• [THE PROBLEM]
Note the line where "plus crate-specific codes" appears in the data below; write it out exactly, along with every line that comes after it to the end.

-- DATA TO EXAMINE follows --

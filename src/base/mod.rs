//! Base types and error handling.
//!
//! - [`NetError`](neterror::NetError): network error codes in the style of
//!   Chromium's `net_error_list.h`, plus crate-specific codes
//! - [`ErrorKind`](neterror::ErrorKind): the coarse classification callers
//!   branch on

pub mod neterror;

#[cfg(test)]
mod tests;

-- DATA TO EXAMINE concluded --

• [SOLUTION]
//!   Chromium's `net_error_list.h`, plus crate-specific codes
//! - [`ErrorKind`](neterror::ErrorKind): the coarse classification callers
//!   branch on

pub mod neterror;

#[cfg(test)]
mod tests;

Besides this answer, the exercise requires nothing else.